Start of Block

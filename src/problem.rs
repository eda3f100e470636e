use derive_more::{Display, From, Into};
use serde::{Deserialize, Serialize};
use typed_index_collections::{TiSlice, TiVec};

pub type Time = i64;
pub type Weight = i64;

#[derive(
    Clone, Copy, PartialEq, Eq, PartialOrd, Ord, Hash, Debug, From, Into, Display, Serialize, Deserialize,
)]
#[display(fmt = "s{}", _0)]
#[serde(transparent)]
pub struct StepId(usize);

#[derive(
    Clone, Copy, PartialEq, Eq, PartialOrd, Ord, Hash, Debug, From, Into, Display, Serialize, Deserialize,
)]
#[display(fmt = "z{}", _0)]
#[serde(transparent)]
pub struct ZoneId(usize);

#[derive(
    Clone, Copy, PartialEq, Eq, PartialOrd, Ord, Hash, Debug, From, Into, Display, Serialize, Deserialize,
)]
#[display(fmt = "t{}", _0)]
#[serde(transparent)]
pub struct TrainId(usize);

#[derive(
    Clone, Copy, PartialEq, Eq, PartialOrd, Ord, Hash, Debug, From, Into, Display, Serialize, Deserialize,
)]
#[display(fmt = "o{}", _0)]
#[serde(transparent)]
pub struct OptionId(usize);

/// One train's occupation of one zone.
#[derive(Clone, PartialEq, Eq, Debug, Serialize, Deserialize)]
pub struct Step {
    pub index: StepId,
    pub train: TrainId,
    pub zone: ZoneId,
    /// Chaining predecessor on the same train.
    pub prev: Option<StepId>,
    /// First registered successor. Branching steps have more, see
    /// [`Problem::successors`].
    pub next: Option<StepId>,
    pub min_t_in: Time,
    pub min_t_out: Time,
    pub min_duration: Time,
    /// The occupation lasts exactly `min_duration`.
    pub is_fixed: bool,
    pub ponderation: Weight,
    /// How long before the predecessor's exit this step may be entered.
    pub overlap: Time,
}

impl Step {
    pub fn is_path_start(&self) -> bool {
        self.prev.is_none()
    }
}

/// One route through a junction, as the steps it activates.
#[derive(Clone, PartialEq, Eq, Debug, Serialize, Deserialize)]
pub struct Itinerary {
    pub steps: Vec<StepId>,
}

/// A choice point: exactly one of the itineraries is taken.
#[derive(Clone, PartialEq, Eq, Debug, Serialize, Deserialize)]
pub struct ItineraryOption {
    pub name: String,
    pub itineraries: Vec<Itinerary>,
}

/// Position of a step inside the itinerary options.
#[derive(Clone, Copy, PartialEq, Eq, Debug)]
pub struct Membership {
    pub option: OptionId,
    pub itinerary: usize,
}

/// Immutable regulation problem. Build it with
/// [`ProblemBuilder`](crate::builder::ProblemBuilder).
#[derive(Clone, Debug)]
pub struct Problem {
    pub(crate) nb_zones: usize,
    pub(crate) nb_trains: usize,
    pub(crate) steps: TiVec<StepId, Step>,
    pub(crate) options: TiVec<OptionId, ItineraryOption>,
    pub(crate) zone_steps: TiVec<ZoneId, Vec<StepId>>,
    pub(crate) successors: TiVec<StepId, Vec<StepId>>,
    pub(crate) membership: TiVec<StepId, Option<Membership>>,
}

impl Problem {
    pub fn nb_zones(&self) -> usize {
        self.nb_zones
    }

    pub fn nb_trains(&self) -> usize {
        self.nb_trains
    }

    pub fn nb_steps(&self) -> usize {
        self.steps.len()
    }

    pub fn steps(&self) -> &TiSlice<StepId, Step> {
        &self.steps
    }

    pub fn step(&self, id: StepId) -> &Step {
        &self.steps[id]
    }

    pub fn options(&self) -> &TiSlice<OptionId, ItineraryOption> {
        &self.options
    }

    pub fn has_itineraries(&self) -> bool {
        !self.options.is_empty()
    }

    /// Steps sharing `zone`, in step order.
    pub fn zone_steps(&self, zone: ZoneId) -> &[StepId] {
        &self.zone_steps[zone]
    }

    /// Zones with at least one step.
    pub fn occupied_zones(&self) -> impl Iterator<Item = (ZoneId, &[StepId])> + '_ {
        self.zone_steps
            .iter_enumerated()
            .filter(|(_, steps)| !steps.is_empty())
            .map(|(zone, steps)| (zone, steps.as_slice()))
    }

    pub fn successors(&self, id: StepId) -> &[StepId] {
        &self.successors[id]
    }

    pub fn membership(&self, id: StepId) -> Option<Membership> {
        self.membership[id]
    }

    /// Whether the step is switched on and off by an itinerary choice.
    pub fn is_optional(&self, id: StepId) -> bool {
        self.membership[id].is_some()
    }

    /// Latest reference time of any step.
    pub fn latest_min_time(&self) -> Time {
        self.steps
            .iter()
            .map(|s| s.min_t_in.max(s.min_t_out))
            .max()
            .unwrap_or(0)
    }
}
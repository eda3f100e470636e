use std::{fmt::Debug, time::Duration};

use derive_more::Display;
use log::{debug, info, warn};
use serde::{Deserialize, Serialize};
use typed_index_collections::TiVec;

use crate::{
    config::RegulationConfig,
    error::SolverError,
    model::{Model, VarId},
};

#[derive(Clone, Copy, PartialEq, Eq, Debug, Display, Serialize, Deserialize)]
pub enum OptimisationStatus {
    #[display(fmt = "OPTIMAL")]
    Optimal,
    #[display(fmt = "SUBOPTIMAL")]
    Suboptimal,
    #[display(fmt = "FAILED")]
    Failed,
}

impl OptimisationStatus {
    pub fn has_solution(&self) -> bool {
        !matches!(self, OptimisationStatus::Failed)
    }
}

/// An improving solution found during search.
#[derive(Clone, Copy, PartialEq, Debug, Serialize, Deserialize)]
pub struct IncumbentRecord {
    pub elapsed_secs: f64,
    pub objective: f64,
    pub best_bound: f64,
}

#[derive(Clone, PartialEq, Debug, Default, Serialize, Deserialize)]
#[serde(transparent)]
pub struct SolveHistory {
    records: Vec<IncumbentRecord>,
}

impl SolveHistory {
    pub fn new() -> Self {
        SolveHistory::default()
    }

    pub fn push(&mut self, record: IncumbentRecord) {
        self.records.push(record);
    }

    pub fn records(&self) -> &[IncumbentRecord] {
        &self.records
    }

    pub fn is_empty(&self) -> bool {
        self.records.is_empty()
    }

    pub fn to_json(&self) -> serde_json::Value {
        serde_json::json!(self
            .records
            .iter()
            .map(|r| serde_json::json!({
                "elapsed_secs": r.elapsed_secs,
                "objective": r.objective,
                "best_bound": r.best_bound,
            }))
            .collect::<Vec<_>>())
    }
}

/// What an engine returns from one solve.
#[derive(Clone, Debug)]
pub struct EngineOutput<S> {
    pub status: S,
    pub values: Option<TiVec<VarId, i64>>,
    pub best_bound: Option<f64>,
    pub history: SolveHistory,
}

/// A backend able to solve a [`Model`].
pub trait Engine {
    /// Raw status vocabulary of the backend.
    type Status: Copy + Debug;

    fn name(&self) -> &'static str;

    fn solve(
        &self,
        model: &Model,
        time_limit: Duration,
        record_history: bool,
    ) -> Result<EngineOutput<Self::Status>, SolverError>;

    /// `None` for statuses without a meaning here; they count as failed.
    fn classify(&self, status: Self::Status) -> Option<OptimisationStatus>;
}

/// Engine-independent result of a solve.
#[derive(Clone, Debug)]
pub struct SolveOutcome {
    pub status: OptimisationStatus,
    /// Present whenever `status` is not failed.
    pub values: Option<TiVec<VarId, i64>>,
    pub objective: Option<i64>,
    pub best_bound: Option<f64>,
    pub history: SolveHistory,
    pub engine_status: String,
}

/// Runs one solve with the configured budget, no retries, and turns the
/// engine's status into an [`OptimisationStatus`].
pub struct SolverAdapter<'a, E> {
    engine: &'a E,
    time_limit: Duration,
    record_history: bool,
}

impl<'a, E: Engine> SolverAdapter<'a, E> {
    pub fn new(engine: &'a E, config: &RegulationConfig) -> Self {
        SolverAdapter {
            engine,
            time_limit: config.time_limit(),
            record_history: config.record_history,
        }
    }

    pub fn solve(&self, model: &Model) -> Result<SolveOutcome, SolverError> {
        let _p = hprof::enter("solve model");
        debug!(
            "Solving with {} ({} vars, {} constraints, {} groups, limit {:?})",
            self.engine.name(),
            model.vars.len(),
            model.constraints.len(),
            model.groups.len(),
            self.time_limit
        );

        let output = self
            .engine
            .solve(model, self.time_limit, self.record_history)?;
        let engine_status = format!("{:?}", output.status);

        let mut status = match self.engine.classify(output.status) {
            Some(status) => status,
            None => {
                warn!("Unmapped {} status {}", self.engine.name(), engine_status);
                OptimisationStatus::Failed
            }
        };

        if status.has_solution() && output.values.is_none() {
            warn!(
                "{} reported {} without an assignment",
                self.engine.name(),
                engine_status
            );
            status = OptimisationStatus::Failed;
        }

        let values = output.values.filter(|_| status.has_solution());
        let objective = values.as_ref().map(|v| model.objective.eval(v));

        info!(
            "Solve finished: {} ({}), objective {:?}",
            status, engine_status, objective
        );

        Ok(SolveOutcome {
            status,
            values,
            objective,
            best_bound: output.best_bound,
            history: output.history,
            engine_status,
        })
    }
}

#[cfg(test)]
mod tests {
    use std::cell::Cell;

    use super::*;
    use crate::model::{Domain, LinExpr};

    #[derive(Clone, Copy, PartialEq, Eq, Debug)]
    enum FakeStatus {
        Proven,
        Stopped,
        Weird,
    }

    struct FakeEngine {
        status: FakeStatus,
        values: Option<Vec<i64>>,
        calls: Cell<usize>,
    }

    impl Engine for FakeEngine {
        type Status = FakeStatus;

        fn name(&self) -> &'static str {
            "fake"
        }

        fn solve(
            &self,
            _model: &Model,
            _time_limit: Duration,
            _record_history: bool,
        ) -> Result<EngineOutput<FakeStatus>, SolverError> {
            self.calls.set(self.calls.get() + 1);
            Ok(EngineOutput {
                status: self.status,
                values: self.values.clone().map(Into::into),
                best_bound: None,
                history: SolveHistory::new(),
            })
        }

        fn classify(&self, status: FakeStatus) -> Option<OptimisationStatus> {
            match status {
                FakeStatus::Proven => Some(OptimisationStatus::Optimal),
                FakeStatus::Stopped => Some(OptimisationStatus::Suboptimal),
                FakeStatus::Weird => None,
            }
        }
    }

    fn model() -> Model {
        let mut model = Model::new();
        let x = model.new_int_var("x", Domain::at_least(2));
        model.minimize(LinExpr::from(x) * 3 - 1);
        model
    }

    fn run(status: FakeStatus, values: Option<Vec<i64>>) -> (SolveOutcome, usize) {
        let engine = FakeEngine {
            status,
            values,
            calls: Cell::new(0),
        };
        let outcome = SolverAdapter::new(&engine, &RegulationConfig::default())
            .solve(&model())
            .unwrap();
        (outcome, engine.calls.get())
    }

    #[test]
    fn maps_engine_statuses() {
        let (outcome, calls) = run(FakeStatus::Proven, Some(vec![4]));
        assert_eq!(outcome.status, OptimisationStatus::Optimal);
        assert_eq!(outcome.objective, Some(11));
        assert_eq!(calls, 1);

        let (outcome, _) = run(FakeStatus::Stopped, Some(vec![5]));
        assert_eq!(outcome.status, OptimisationStatus::Suboptimal);

        let (outcome, calls) = run(FakeStatus::Weird, Some(vec![4]));
        assert_eq!(outcome.status, OptimisationStatus::Failed);
        assert!(outcome.values.is_none());
        assert_eq!(outcome.engine_status, "Weird");
        assert_eq!(calls, 1);
    }

    #[test]
    fn missing_assignment_is_a_failure() {
        let (outcome, _) = run(FakeStatus::Proven, None);
        assert_eq!(outcome.status, OptimisationStatus::Failed);
        assert_eq!(outcome.objective, None);
    }

    #[test]
    fn history_as_json() {
        let mut history = SolveHistory::new();
        history.push(IncumbentRecord {
            elapsed_secs: 0.5,
            objective: 12.0,
            best_bound: 4.0,
        });
        let json = history.to_json();
        assert_eq!(json[0]["objective"], 12.0);
        assert_eq!(json[0]["best_bound"], 4.0);
        assert_eq!(OptimisationStatus::Suboptimal.to_string(), "SUBOPTIMAL");
    }
}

End of Block

**Prompt:**
Scan the data for the word "SolverAdapter" and copy every line where it shows up.

**Task answer:**
pub struct SolverAdapter<'a, E> {
impl<'a, E: Engine> SolverAdapter<'a, E> {
        SolverAdapter {
        let outcome = SolverAdapter::new(&engine, &RegulationConfig::default())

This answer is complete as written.